Appellant Piopongco also appeals from the district court's refusal to allow the jury to decide his state law claims for assault, battery, intentional infliction of emotional distress, and intentional destruction of property. The district court refused to allow these claims to go to the jury because they were not international law violations. However, as a United States citizen Piopongco brought these claims under diversity jurisdiction and the district court erred in dismissing them.
Finally, appellant Sison appeals from the district court's denial of his claim for nominal damages and a share of the February 1994 exemplary damage award. Sison was entitled to at least nominal damages based on the jury's liability verdict.

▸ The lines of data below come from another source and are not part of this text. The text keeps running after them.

use thiserror::Error;

/// Failures surfaced to operators by supervisors and the fleet
#[derive(Debug, Clone, Error)]
pub enum ControlError {
    /// Child never reached Running
    #[error("launch failed: {reason}")]
    LaunchFailed { reason: String },

    /// A transition is already in flight
    #[error("busy: a transition is already in progress")]
    Busy,

    /// Unknown source id
    #[error("unknown source: {0}")]
    NotFound(String),

    /// Supervisor task is gone (process shutting down)
    #[error("supervisor unavailable")]
    Unavailable,
}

The issues in this appeal, with two exceptions, present questions of law for which the standard of review is de novo. See, e.g., Doe v. Petaluma City School District, 54 F.3d 1447, 1449 (9th Cir. 1995); Vollrath Co. v. Sammi Corp. 9 F.2d 1455, 1459 (9th Cir. 1993). Whether the district court erred in denying appellant Sison's motions to reopen the trial and for a new trial are reviewed under an abuse of discretion standard. See, e.g., Zenith Radio Corp. v. Hazeltine Research. Inc., 401 U.S. 321 (1971); Murphy v. City of Long Beach, 914 F.2d 183, 186 (9th Cir. 1990).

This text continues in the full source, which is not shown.